Washington has been to the World Series three times. The Senators lost to the Pittsburgh Pirates in 1925 and to the Giants in 1933. (For the record, Joe Kuhel, a left-handed hitting first baseman, was the last Senators player with a World Series at-bat, striking out against the Giants’ Dolf Laque.)
There are three reasons Washington hasn’t been there for 86 years.
First, the teams while in the AL were generally awful, earning the slogan that Washington was “First in war, first in peace, last in the American League.’‘
Second, Washington was without a team for 33 years after the Senators became the Texas Rangers in 1972. And, yes, the Nationals lost four NL Division Series since 2005, their first season in D.C. after moving from Montreal.
The trend in baseball has been for long-suffering teams to end droughts, starting in 2002 when the Angels, a team that started in 1961, won the World Series against the Giants.
Boston’s World Series sweep of St. Louis in 2004 ended the famous “Curse of the Bambino,” giving the Red Sox their first title since 1918. Legend was there was a curse on the Red Sox for selling Babe Ruth to the Yankees and financing a play.
In 2005, the Chicago White Sox beat Houston for their first title since 1917. The Astros ended a 55-year drought with their only title in 2017.

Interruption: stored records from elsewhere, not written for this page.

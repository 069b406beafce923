//! In-place pixel filters.
//!
//! Every filter here mutates a [`PixelBuffer`] in place and is total over any
//! valid buffer: there are no failure cases and no panics for defined input
//! ranges. Point operations run data-parallel over pixels; convolutions run
//! row-parallel into a scratch buffer that is swapped in whole, so no partial
//! result is ever observable.
//!
//! # Semantics
//!
//! - [`grayscale`](PixelBuffer::grayscale) - BT.601 luma `0.299R + 0.587G + 0.114B`,
//!   rounded to the nearest byte, alpha unchanged
//! - [`brightness`](PixelBuffer::brightness) - adds `v * 255` to R,G,B, clamped
//! - [`contrast`](PixelBuffer::contrast) - scales R,G,B about midpoint 128
//! - [`blur`](PixelBuffer::blur) - separable Gaussian, clamp-to-edge sampling
//! - [`sharpen`](PixelBuffer::sharpen) - fixed 3x3 unsharp kernel
//! - [`edge_detect`](PixelBuffer::edge_detect) - Sobel magnitude on luma
//! - [`invert`](PixelBuffer::invert) - `255 - c` for R,G,B
//! - [`sepia`](PixelBuffer::sepia) - fixed 3x3 color matrix
//!
//! # Example
//!
//! ```rust
//! use rasterpipe_core::{FilterOp, PixelBuffer};
//!
//! let mut buf = PixelBuffer::from_rgba8(vec![200, 100, 50, 255], 1, 1).unwrap();
//! buf.apply(FilterOp::Grayscale);
//! buf.apply(FilterOp::Invert);
//! assert_eq!(buf.as_bytes(), &[131, 131, 131, 255]);
//! ```

use rayon::prelude::*;
#[allow(unused_imports)]
use tracing::{debug, trace};

use crate::buffer::{PixelBuffer, BYTES_PER_PIXEL};

/// A single filter operation.
///
/// The typed equivalent of the `"name"` / `"name:value"` tokens accepted at
/// the configuration boundary; text is parsed into this enum exactly once, at
/// that boundary. Resize is a geometry operation and deliberately not a
/// `FilterOp`.
#[derive(Debug, Clone, Copy, PartialEq)]
#[cfg_attr(feature = "serde", derive(serde::Serialize, serde::Deserialize))]
pub enum FilterOp {
    /// Replace R,G,B with BT.601 luma.
    Grayscale,
    /// Additive brightness adjustment, value in `[-1, 1]`.
    Brightness(f32),
    /// Contrast scaling about midpoint 128, value `>= 0` (1 = identity).
    Contrast(f32),
    /// Gaussian blur with the given sigma; `sigma <= 0` is a no-op.
    Blur(f32),
    /// Fixed 3x3 unsharp-mask kernel.
    Sharpen,
    /// Sobel gradient magnitude on luma, written back as gray.
    EdgeDetect,
    /// Invert R,G,B.
    Invert,
    /// Fixed sepia color matrix.
    Sepia,
}

impl FilterOp {
    /// Stable lowercase name of the operation, matching the text form used at
    /// configuration boundaries.
    pub fn name(&self) -> &'static str {
        match self {
            FilterOp::Grayscale => "grayscale",
            FilterOp::Brightness(_) => "brightness",
            FilterOp::Contrast(_) => "contrast",
            FilterOp::Blur(_) => "blur",
            FilterOp::Sharpen => "sharpen",
            FilterOp::EdgeDetect => "edge_detect",
            FilterOp::Invert => "invert",
            FilterOp::Sepia => "sepia",
        }
    }
}

/// BT.601 luma weights for R, G, B.
pub const LUMA_R: f32 = 0.299;
/// Green luma weight.
pub const LUMA_G: f32 = 0.587;
/// Blue luma weight.
pub const LUMA_B: f32 = 0.114;

/// BT.601 luma of an RGB byte triple, rounded to the nearest byte.
#[inline]
pub fn luma(r: u8, g: u8, b: u8) -> u8 {
    (LUMA_R * r as f32 + LUMA_G * g as f32 + LUMA_B * b as f32).round() as u8
}

impl PixelBuffer {
    /// Replaces each pixel's R,G,B with its BT.601 luma; alpha unchanged.
    pub fn grayscale(&mut self) {
        self.as_bytes_mut()
            .par_chunks_mut(BYTES_PER_PIXEL)
            .for_each(|px| {
                let y = luma(px[0], px[1], px[2]);
                px[0] = y;
                px[1] = y;
                px[2] = y;
            });
    }

    /// Adds `value * 255` to R,G,B, clamped to `[0, 255]`; alpha unchanged.
    ///
    /// `value` is nominally in `[-1, 1]`; values outside still clamp safely.
    pub fn brightness(&mut self, value: f32) {
        let adjustment = (value * 255.0).round() as i32;
        self.as_bytes_mut()
            .par_chunks_mut(BYTES_PER_PIXEL)
            .for_each(|px| {
                for c in &mut px[..3] {
                    *c = (*c as i32 + adjustment).clamp(0, 255) as u8;
                }
            });
    }

    /// Scales R,G,B about midpoint 128: `clamp(128 + (c - 128) * value)`.
    ///
    /// `value` of 0 collapses to flat gray, 1 is identity, larger values
    /// increase contrast. Alpha unchanged.
    pub fn contrast(&mut self, value: f32) {
        self.as_bytes_mut()
            .par_chunks_mut(BYTES_PER_PIXEL)
            .for_each(|px| {
                for c in &mut px[..3] {
                    *c = (128.0 + (*c as f32 - 128.0) * value).clamp(0.0, 255.0) as u8;
                }
            });
    }

    /// Separable Gaussian blur with the given sigma.
    ///
    /// Kernel radius is `ceil(3 * sigma)`; samples outside the image clamp to
    /// the nearest edge pixel. All four channels participate, so transparent
    /// regions soften like color does. `sigma <= 0` is a no-op.
    pub fn blur(&mut self, sigma: f32) {
        if sigma <= 0.0 {
            return;
        }
        let kernel = gaussian_kernel(sigma);
        debug!(sigma, taps = kernel.len(), "gaussian blur");

        let horizontal = convolve_rows_1d(self.as_bytes(), self.width(), &kernel);
        let vertical = convolve_cols_1d(&horizontal, self.width(), self.height(), &kernel);
        let (w, h) = (self.width(), self.height());
        self.replace(vertical, w, h);
    }

    /// Sharpens with a fixed 3x3 unsharp-mask kernel.
    ///
    /// The kernel is `[0,-1,0; -1,5,-1; 0,-1,0]`: center weight exceeds the
    /// neighbor sum and the weights sum to 1, so flat regions pass through
    /// unchanged. Edge samples clamp; alpha unchanged.
    pub fn sharpen(&mut self) {
        const KERNEL: [f32; 9] = [0.0, -1.0, 0.0, -1.0, 5.0, -1.0, 0.0, -1.0, 0.0];
        let out = convolve_rgb_3x3(self.as_bytes(), self.width(), self.height(), &KERNEL);
        let (w, h) = (self.width(), self.height());
        self.replace(out, w, h);
    }

    /// Sobel edge detection.
    ///
    /// Policy: the gradient is computed on the BT.601 luma plane (not per
    /// channel); the clamped magnitude is written to R,G,B and the original
    /// alpha is preserved. Border samples clamp to the nearest edge pixel, so
    /// the operator is defined for any buffer size.
    pub fn edge_detect(&mut self) {
        const SOBEL_X: [i32; 9] = [-1, 0, 1, -2, 0, 2, -1, 0, 1];
        const SOBEL_Y: [i32; 9] = [-1, -2, -1, 0, 0, 0, 1, 2, 1];

        let w = self.width() as usize;
        let h = self.height() as usize;
        let src = self.as_bytes();

        let plane: Vec<i32> = src
            .par_chunks(BYTES_PER_PIXEL)
            .map(|px| luma(px[0], px[1], px[2]) as i32)
            .collect();

        let row_bytes = w * BYTES_PER_PIXEL;
        let mut out = vec![0u8; src.len()];
        out.par_chunks_mut(row_bytes)
            .enumerate()
            .for_each(|(y, row)| {
                for x in 0..w {
                    let mut gx = 0i32;
                    let mut gy = 0i32;
                    for ky in 0..3 {
                        for kx in 0..3 {
                            let sx = (x as isize + kx as isize - 1).clamp(0, w as isize - 1);
                            let sy = (y as isize + ky as isize - 1).clamp(0, h as isize - 1);
                            let v = plane[sy as usize * w + sx as usize];
                            gx += v * SOBEL_X[ky * 3 + kx];
                            gy += v * SOBEL_Y[ky * 3 + kx];
                        }
                    }
                    let magnitude =
                        ((gx * gx + gy * gy) as f32).sqrt().clamp(0.0, 255.0).round() as u8;
                    let idx = x * BYTES_PER_PIXEL;
                    row[idx] = magnitude;
                    row[idx + 1] = magnitude;
                    row[idx + 2] = magnitude;
                    row[idx + 3] = src[y * row_bytes + idx + 3];
                }
            });

        let (bw, bh) = (self.width(), self.height());
        self.replace(out, bw, bh);
    }

    /// Inverts R,G,B (`255 - c`); alpha unchanged.
    pub fn invert(&mut self) {
        self.as_bytes_mut()
            .par_chunks_mut(BYTES_PER_PIXEL)
            .for_each(|px| {
                px[0] = 255 - px[0];
                px[1] = 255 - px[1];
                px[2] = 255 - px[2];
            });
    }

    /// Applies the fixed sepia color matrix, clamped to `[0, 255]`.
    pub fn sepia(&mut self) {
        self.as_bytes_mut()
            .par_chunks_mut(BYTES_PER_PIXEL)
            .for_each(|px| {
                let r = px[0] as f32;
                let g = px[1] as f32;
                let b = px[2] as f32;
                px[0] = (0.393 * r + 0.769 * g + 0.189 * b).clamp(0.0, 255.0) as u8;
                px[1] = (0.349 * r + 0.686 * g + 0.168 * b).clamp(0.0, 255.0) as u8;
                px[2] = (0.272 * r + 0.534 * g + 0.131 * b).clamp(0.0, 255.0) as u8;
            });
    }
}

/// Builds a normalized 1-D Gaussian kernel with radius `ceil(3 * sigma)`.
fn gaussian_kernel(sigma: f32) -> Vec<f32> {
    let radius = (sigma * 3.0).ceil() as usize;
    let size = radius * 2 + 1;
    let sigma2 = 2.0 * sigma * sigma;

    let mut kernel = Vec::with_capacity(size);
    let mut sum = 0.0f32;
    for i in 0..size {
        let x = i as f32 - radius as f32;
        let w = (-x * x / sigma2).exp();
        kernel.push(w);
        sum += w;
    }
    for w in &mut kernel {
        *w /= sum;
    }
    kernel
}

/// Horizontal 1-D convolution pass over all four channels, row-parallel.
fn convolve_rows_1d(src: &[u8], width: u32, kernel: &[f32]) -> Vec<u8> {
    let w = width as usize;
    let radius = (kernel.len() / 2) as isize;
    let row_bytes = w * BYTES_PER_PIXEL;

    let mut dst = vec![0u8; src.len()];
    dst.par_chunks_mut(row_bytes)
        .enumerate()
        .for_each(|(y, row)| {
            let src_row = &src[y * row_bytes..][..row_bytes];
            for x in 0..w {
                let mut acc = [0.0f32; BYTES_PER_PIXEL];
                for (i, &weight) in kernel.iter().enumerate() {
                    let sx = (x as isize + i as isize - radius).clamp(0, w as isize - 1) as usize;
                    let px = &src_row[sx * BYTES_PER_PIXEL..][..BYTES_PER_PIXEL];
                    for c in 0..BYTES_PER_PIXEL {
                        acc[c] += px[c] as f32 * weight;
                    }
                }
                for c in 0..BYTES_PER_PIXEL {
                    row[x * BYTES_PER_PIXEL + c] = acc[c].clamp(0.0, 255.0).round() as u8;
                }
            }
        });
    dst
}

/// Vertical 1-D convolution pass over all four channels, row-parallel.
fn convolve_cols_1d(src: &[u8], width: u32, height: u32, kernel: &[f32]) -> Vec<u8> {
    let w = width as usize;
    let h = height as usize;
    let radius = (kernel.len() / 2) as isize;
    let row_bytes = w * BYTES_PER_PIXEL;

    let mut dst = vec![0u8; src.len()];
    dst.par_chunks_mut(row_bytes)
        .enumerate()
        .for_each(|(y, row)| {
            for x in 0..w {
                let mut acc = [0.0f32; BYTES_PER_PIXEL];
                for (i, &weight) in kernel.iter().enumerate() {
                    let sy = (y as isize + i as isize - radius).clamp(0, h as isize - 1) as usize;
                    let px = &src[(sy * w + x) * BYTES_PER_PIXEL..][..BYTES_PER_PIXEL];
                    for c in 0..BYTES_PER_PIXEL {
                        acc[c] += px[c] as f32 * weight;
                    }
                }
                for c in 0..BYTES_PER_PIXEL {
                    row[x * BYTES_PER_PIXEL + c] = acc[c].clamp(0.0, 255.0).round() as u8;
                }
            }
        });
    dst
}

/// 3x3 convolution on R,G,B with clamp-to-edge sampling; alpha copied through.
fn convolve_rgb_3x3(src: &[u8], width: u32, height: u32, kernel: &[f32; 9]) -> Vec<u8> {
    let w = width as usize;
    let h = height as usize;
    let row_bytes = w * BYTES_PER_PIXEL;

    let mut dst = vec![0u8; src.len()];
    dst.par_chunks_mut(row_bytes)
        .enumerate()
        .for_each(|(y, row)| {
            for x in 0..w {
                let mut acc = [0.0f32; 3];
                for ky in 0..3 {
                    for kx in 0..3 {
                        let sx = (x as isize + kx as isize - 1).clamp(0, w as isize - 1) as usize;
                        let sy = (y as isize + ky as isize - 1).clamp(0, h as isize - 1) as usize;
                        let px = &src[(sy * w + sx) * BYTES_PER_PIXEL..][..BYTES_PER_PIXEL];
                        let weight = kernel[ky * 3 + kx];
                        for c in 0..3 {
                            acc[c] += px[c] as f32 * weight;
                        }
                    }
                }
                let idx = x * BYTES_PER_PIXEL;
                for c in 0..3 {
                    row[idx + c] = acc[c].clamp(0.0, 255.0).round() as u8;
                }
                row[idx + 3] = src[y * row_bytes + idx + 3];
            }
        });
    dst
}
//! # rasterpipe-prep
//!
//! Safe wrapper and ML preprocessing pipeline over the rasterpipe bridge.
//!
//! This crate is the caller-facing surface of rasterpipe. It marshals
//! decoded images (grayscale, RGB, or RGBA byte arrays) across the C-ABI
//! handle bridge, drives the native filter set, and turns the results into
//! planar tensors ready for ML-framework consumption.
//!
//! # Layers
//!
//! - [`Processor`] - owns exactly one bridge handle; load, chainable
//!   filters, read-out; the handle is freed exactly once
//! - [`PreprocessConfig`] / [`parse_filter`] - typed configuration with a
//!   thin text boundary for `"name:value"` filter tokens
//! - [`Preprocessor`] - the configuration-driven pipeline: filters, resize,
//!   channel selection, normalization, dtype cast, planar layout, batching
//! - [`Tensor`] - planar `(C, H, W)` / `(N, C, H, W)` results in f32, f16,
//!   or u8
//!
//! # Example
//!
//! ```rust
//! use ndarray::ArrayD;
//! use rasterpipe_prep::{parse_filters, PreprocessConfig, Preprocessor};
//!
//! let config = PreprocessConfig {
//!     target_size: Some((224, 224)),
//!     filters: parse_filters(&["sharpen", "contrast:1.1"]).unwrap(),
//!     ..PreprocessConfig::default()
//! };
//! let mut pre = Preprocessor::new(config);
//!
//! let image = ArrayD::<u8>::zeros(ndarray::IxDyn(&[480, 640, 3]));
//! let tensor = pre.process(&image).unwrap();
//! assert_eq!(tensor.shape(), &[3, 224, 224]);
//! ```
//!
//! # Concurrency
//!
//! Everything here is single-threaded and synchronous. A [`Processor`] (and
//! therefore a [`Preprocessor`]) is not `Send`: use one instance per thread.
//! Batch processing is sequential by design; parallelize across images by
//! giving each worker its own instance.

#![warn(missing_docs)]
#![warn(rustdoc::missing_crate_level_docs)]

pub mod config;
pub mod error;
pub mod pipeline;
pub mod processor;
pub mod tensor;

pub use config::{
    parse_filter, parse_filters, OutputChannels, OutputDtype, PreprocessConfig, IMAGENET_MEAN,
    IMAGENET_STD,
};
pub use error::{PrepError, PrepResult};
pub use pipeline::Preprocessor;
pub use processor::Processor;
pub use tensor::Tensor;

// The typed filter operation is part of this crate's public API surface.
pub use rasterpipe_core::FilterOp;
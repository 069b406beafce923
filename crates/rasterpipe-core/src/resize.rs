//! Bilinear resize for RGBA8 buffers.
//!
//! Interpolation policy is fixed: **bilinear**. Destination pixel centers map
//! to source space with the half-pixel convention
//! `src = (dst + 0.5) * scale - 0.5`, the four surrounding samples are
//! clamped to the image and blended per channel. The same policy applies to
//! upscaling and downscaling.
//!
//! Resizing to the current dimensions is an exact no-op.
//!
//! # Example
//!
//! ```rust
//! use rasterpipe_core::PixelBuffer;
//!
//! let mut buf = PixelBuffer::new(8, 8).unwrap();
//! buf.resize(4, 4).unwrap();
//! assert_eq!((buf.width(), buf.height()), (4, 4));
//! ```

use rayon::prelude::*;
#[allow(unused_imports)]
use tracing::{debug, trace};

use crate::buffer::{PixelBuffer, BYTES_PER_PIXEL};
use crate::error::{CoreError, CoreResult};

impl PixelBuffer {
    /// Resizes the buffer to `new_width x new_height` using bilinear
    /// interpolation.
    ///
    /// The buffer is reallocated; on success dimensions and data change
    /// together, on failure the buffer is untouched.
    ///
    /// # Errors
    ///
    /// Returns [`CoreError::InvalidDimensions`] if the target area is zero or
    /// the target byte size overflows `usize`.
    pub fn resize(&mut self, new_width: u32, new_height: u32) -> CoreResult<()> {
        if new_width == 0 || new_height == 0 {
            return Err(CoreError::invalid_dimensions(
                new_width,
                new_height,
                "zero area",
            ));
        }
        if new_width == self.width() && new_height == self.height() {
            return Ok(());
        }
        let new_len = (new_width as usize)
            .checked_mul(new_height as usize)
            .and_then(|n| n.checked_mul(BYTES_PER_PIXEL))
            .ok_or_else(|| {
                CoreError::invalid_dimensions(new_width, new_height, "byte size overflows usize")
            })?;

        debug!(
            from_w = self.width(),
            from_h = self.height(),
            to_w = new_width,
            to_h = new_height,
            "bilinear resize"
        );

        let src = self.as_bytes();
        let src_w = self.width() as usize;
        let src_h = self.height() as usize;
        let dst_w = new_width as usize;
        let dst_h = new_height as usize;
        let scale_x = src_w as f32 / dst_w as f32;
        let scale_y = src_h as f32 / dst_h as f32;

        let mut dst = vec![0u8; new_len];
        dst.par_chunks_mut(dst_w * BYTES_PER_PIXEL)
            .enumerate()
            .for_each(|(y, row)| {
                let center_y = (y as f32 + 0.5) * scale_y - 0.5;
                let y0 = (center_y.floor() as isize).clamp(0, src_h as isize - 1) as usize;
                let y1 = (y0 + 1).min(src_h - 1);
                let fy = (center_y - y0 as f32).clamp(0.0, 1.0);

                for x in 0..dst_w {
                    let center_x = (x as f32 + 0.5) * scale_x - 0.5;
                    let x0 = (center_x.floor() as isize).clamp(0, src_w as isize - 1) as usize;
                    let x1 = (x0 + 1).min(src_w - 1);
                    let fx = (center_x - x0 as f32).clamp(0.0, 1.0);

                    let p00 = &src[(y0 * src_w + x0) * BYTES_PER_PIXEL..][..BYTES_PER_PIXEL];
                    let p10 = &src[(y0 * src_w + x1) * BYTES_PER_PIXEL..][..BYTES_PER_PIXEL];
                    let p01 = &src[(y1 * src_w + x0) * BYTES_PER_PIXEL..][..BYTES_PER_PIXEL];
                    let p11 = &src[(y1 * src_w + x1) * BYTES_PER_PIXEL..][..BYTES_PER_PIXEL];

                    let idx = x * BYTES_PER_PIXEL;
                    for c in 0..BYTES_PER_PIXEL {
                        let top = p00[c] as f32 + (p10[c] as f32 - p00[c] as f32) * fx;
                        let bottom = p01[c] as f32 + (p11[c] as f32 - p01[c] as f32) * fx;
                        let value = top + (bottom - top) * fy;
                        row[idx + c] = value.clamp(0.0, 255.0).round() as u8;
                    }
                }
            });

        self.replace(dst, new_width, new_height);
        Ok(())
    }
}
//! HTTP client for the generation service

use super::types::SubmitResponse;
use super::{GenerationError, GenerationRequest, GenerationResult, GeneratorApi, StatusRecord};
use async_trait::async_trait;
use reqwest::{Client, Response};
use serde::de::DeserializeOwned;
use std::time::Duration;

const REQUEST_TIMEOUT: Duration = Duration::from_secs(60);

/// Generation service reached over HTTP/JSON
pub struct HttpGeneratorApi {
    client: Client,
    base_url: String,
}

impl HttpGeneratorApi {
    pub fn new(base_url: impl Into<String>) -> Result<Self, GenerationError> {
        let client = Client::builder().timeout(REQUEST_TIMEOUT).build()?;

        Ok(Self {
            client,
            base_url: base_url.into().trim_end_matches('/').to_string(),
        })
    }

    fn endpoint(&self, path: &str) -> String {
        format!("{}{path}", self.base_url)
    }

    /// Decode a 2xx body, or surface the raw body text for anything else
    async fn decode<T: DeserializeOwned>(response: Response) -> Result<T, GenerationError> {
        let status = response.status();
        if !status.is_success() {
            let body = response.text().await.unwrap_or_default();
            return Err(GenerationError::Transport {
                status: status.as_u16(),
                body,
            });
        }
        Ok(response.json::<T>().await?)
    }
}

#[async_trait]
impl GeneratorApi for HttpGeneratorApi {
    async fn submit(&self, request: &GenerationRequest) -> Result<String, GenerationError> {
        let response = self
            .client
            .post(self.endpoint("/v1/generate"))
            .json(request)
            .send()
            .await?;

        let submitted: SubmitResponse = Self::decode(response).await?;
        Ok(submitted.presentation_id)
    }

    async fn poll_status(&self, presentation_id: &str) -> Result<StatusRecord, GenerationError> {
        let response = self
            .client
            .get(self.endpoint(&format!("/v1/status/{presentation_id}")))
            .send()
            .await?;

        Self::decode(response).await
    }

    async fn fetch_result(
        &self,
        presentation_id: &str,
    ) -> Result<GenerationResult, GenerationError> {
        let response = self
            .client
            .get(self.endpoint(&format!("/v1/presentation/{presentation_id}")))
            .send()
            .await?;

        Self::decode(response).await
    }

    fn base_url(&self) -> &str {
        &self.base_url
    }
}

The Giants moved to San Francisco from New York in 1958 and didn’t win a championship until 2010. Then, they won two more.
In 2016, the Cubs won their first World Series since 1908, the fifth year of the current World Series format.
Still, there are some doozies when it comes to World Series title droughts.
The Rangers are still a team without a title. They lost back-to-back World Series, to San Francisco in 2010 and St. Louis the following October. The Padres, Brewers and Rockies are also teams that have been to the World Series, but never won.
The Dodgers’ title drought has reached 31 years, the last celebration in 1988, when they beat Oakland with help from Kirk Gibson’s dramatic Game 1 walk-off home run.
That may be frustrating for Dodgers fans, but they aren’t close to the longest streak going. That belongs to the Cleveland Indians, who have gone 71 consecutive years without a championship.
Cleveland last won in 1948, when the Indians defeated the Boston Braves, who have since moved twice, to Milwaukee and then Atlanta.
At least, though, Cleveland has been to the World Series four other times - in 1954, 1995, 1997 and 2016.
Pittsburgh hasn’t won since 1979, Baltimore since 1983 and Detroit since 1984.
Way back when, it didn’t seem as if the Senators would make Washington wait decades.
From 1921 through 1933, the Yankees won seven of the 13 AL pennants, the Senators and Philadelphia Athletics three each.
The Senators played in consecutive World Series in 1924 and 1925.
In 1925, Pittsburgh beat the Senators 9-7 in Game 7 at Forbes Field after Washington took a 4-0 lead in the first inning.
In 1933, the last time a World Series game was in D.C., the Senators lost to the Giants, who won the first two games at the Polo Grounds and Games 4 and 5 at Griffith Stadium.
Carl Hubbell, a future Hall of Famer, pitched 11 innings in the Giants’ 2-1 win in Game 4, getting the Senators’ Cliff Bolton to ground into a game-ending double play with the bases loaded.
New York won the fifth game 4-3 in 10 innings. The Senators’ Fred Schulte hit a three-run home run in the sixth for a tie, but Mel Ott’s home run in the 10th won it for the Giants.
Now, the Nationals have a chance to change their history.
But if they don’t, there’s consolation: At least they aren’t the Seattle Mariners, a team that started in 1977 and has yet to play in the World Series.